Warum ist das Deutsche hier aus systematischer Sicht
inkongruent?
Betrachten Sie einmal diese Sätze.
Der
Sprechzeitpunkt ist die Gegenwart
Die imaginierte
Handlung ist abgeschlossen:Ich fürchte,
dass er gekommen ist.
Die imaginierte
Handlung ist nicht abgeschlossen: Ich fürchte,
dass er kommt.
Der
Sprechzeitpunkt ist die Vergangenheit
Die imaginierte
Handlung ist abgeschlossen: Ich fürchtete,
dass er gekommen sei.
Die imaginierte
Handlung ist nicht abgeschlossen: Ich fürchtete,
dass er käme.
Fällt Ihnen was auf? Schauen
Sie mal genau hin. Immer noch nicht? Schauen Sie nochmal
hin.
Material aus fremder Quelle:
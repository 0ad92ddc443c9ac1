//! The description pipeline: base branch → diff → prompt → completion.

use thiserror::Error;
use tracing::info;

use crate::ai::{
    build_request, CompletionBackend, CompletionError, DescriptionService, DetailLevel,
};
use crate::git::{resolve_base_branch, GitError, RepositoryReader, TreeDiffer};

/// Any failure of the pipeline.
#[derive(Error, Debug)]
pub enum PipelineError {
    /// Branch resolution or diffing failed.
    #[error(transparent)]
    Git(#[from] GitError),

    /// Description generation failed.
    #[error(transparent)]
    Completion(#[from] CompletionError),
}

/// Result of a successful pipeline run.
#[derive(Debug, Clone, PartialEq, Eq)]
pub enum Outcome {
    /// HEAD has the same content as the base branch; no completion was requested.
    NoChanges,
    /// The generated description text.
    Description(String),
}

/// Per-invocation options.
#[derive(Debug, Clone)]
pub struct PipelineOptions {
    /// Base branch to diff against; detected when `None`.
    pub base_branch: Option<String>,
    /// Requested verbosity.
    pub detail: DetailLevel,
    /// Target model identifier.
    pub model: String,
}

/// Runs the whole pipeline against an explicit repository and backend.
pub struct DescriptionPipeline<'a, R: RepositoryReader + ?Sized> {
    repo: &'a R,
    backend: &'a dyn CompletionBackend,
}

impl<'a, R: RepositoryReader + ?Sized> DescriptionPipeline<'a, R> {
    /// Creates a pipeline over `repo` that generates through `backend`.
    pub fn new(repo: &'a R, backend: &'a dyn CompletionBackend) -> Self {
        Self { repo, backend }
    }

    /// Describes the difference between HEAD and the base branch.
    pub async fn run(
        &self,
        options: &PipelineOptions,
        api_key: &str,
    ) -> Result<Outcome, PipelineError> {
        let base_branch = match &options.base_branch {
            Some(branch) => branch.clone(),
            None => resolve_base_branch(self.repo)?,
        };
        info!(base_branch = %base_branch, detail = %options.detail, "Describing changes");

        let differ = TreeDiffer::new(self.repo);
        let changes = differ.change_set(&base_branch)?;
        if changes.is_empty() {
            info!("No changes against base branch, skipping completion");
            return Ok(Outcome::NoChanges);
        }
        let diff = differ.render(&changes)?;

        let request = build_request(&diff, options.detail, &options.model);
        let text = DescriptionService::new(self.backend)
            .generate(&request, api_key)
            .await?;

        Ok(Outcome::Description(text))
    }
}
Und?
Ist der Sprechzeitpunkt die Gegenwart ("fürchte"), haben wir einen
schlichten Indikativ, "gekommen ist" bzw. "kommt". Ist der
Sprechzeitpunkt allerdings die Vergangenheit ("fürchtete"), haben
wir einen Konjunktiv, "gekommen sei", bzw. "käme". Wir
wollen das hier nicht weiter vertiefen, da die Skurrilitäten der deutschen
Sprache im Moment nicht unser Thema sind. Eine weitere Vertiefung würde
das Chaos auch lediglich vergrößern, von daher lassen wir es. Wer
Spaß an Karneval hat, möge auf diesen Link cliquen, www.franzoesisch-lehrbuch.de/grammatik/kapitel8/...nach_verben_der_mentalen_durchdringung.htm
dann weiter, weiter, weiter, aber wie gesagt, es wird nicht wirklich besser,
wenn man länger darüber nachdenkt.
Es reicht uns festzustellen, dass man auch bei einem lediglich imaginierten Ereignis
unterscheiden muss, ob das imaginierte Ereignis vollendet ist, oder als im Sprechzeitpunkt
sich vollziehend imaginiert wird.
Der
Sprechzeitpunkt ist die Gegenwart
a) Ich hoffe,
dass er die Klappe gehalten hat.
a) Espero que se haya callado.
b) Ich hoffe,
dass er die Klappe hält.
b) Espero que se calle.
c) Ich hoffe,
dass er die Klappe halten würde.
c) Espero que se calle.
Der
Sprechzeitpunkt ist die Vergangenheit
a) Ich hoffte,
dass er die Klappe gehalten hätte.
a) Esperaba que se hubiera callado.
b) Ich hoffte,
dass er die Klappe hielte.
b) Esperaba que se callara.
c) Ich hoffte,
dass er die Klappe halten würde.
c ) Esperaba que se callara.
Bei a) hofft der Bankräuber,
dass sein Komplize der Polizei nicht bereits alles
gesagt hat.
Bei b) sitzt er in seiner Zelle, während sein Komplize verhört wird
und hofft, dass er der Polizei nicht verrät, wo sich der Schatz befindet,
und bei c) hofft er, dass er das Versteck auch in Zukunft nicht verrät.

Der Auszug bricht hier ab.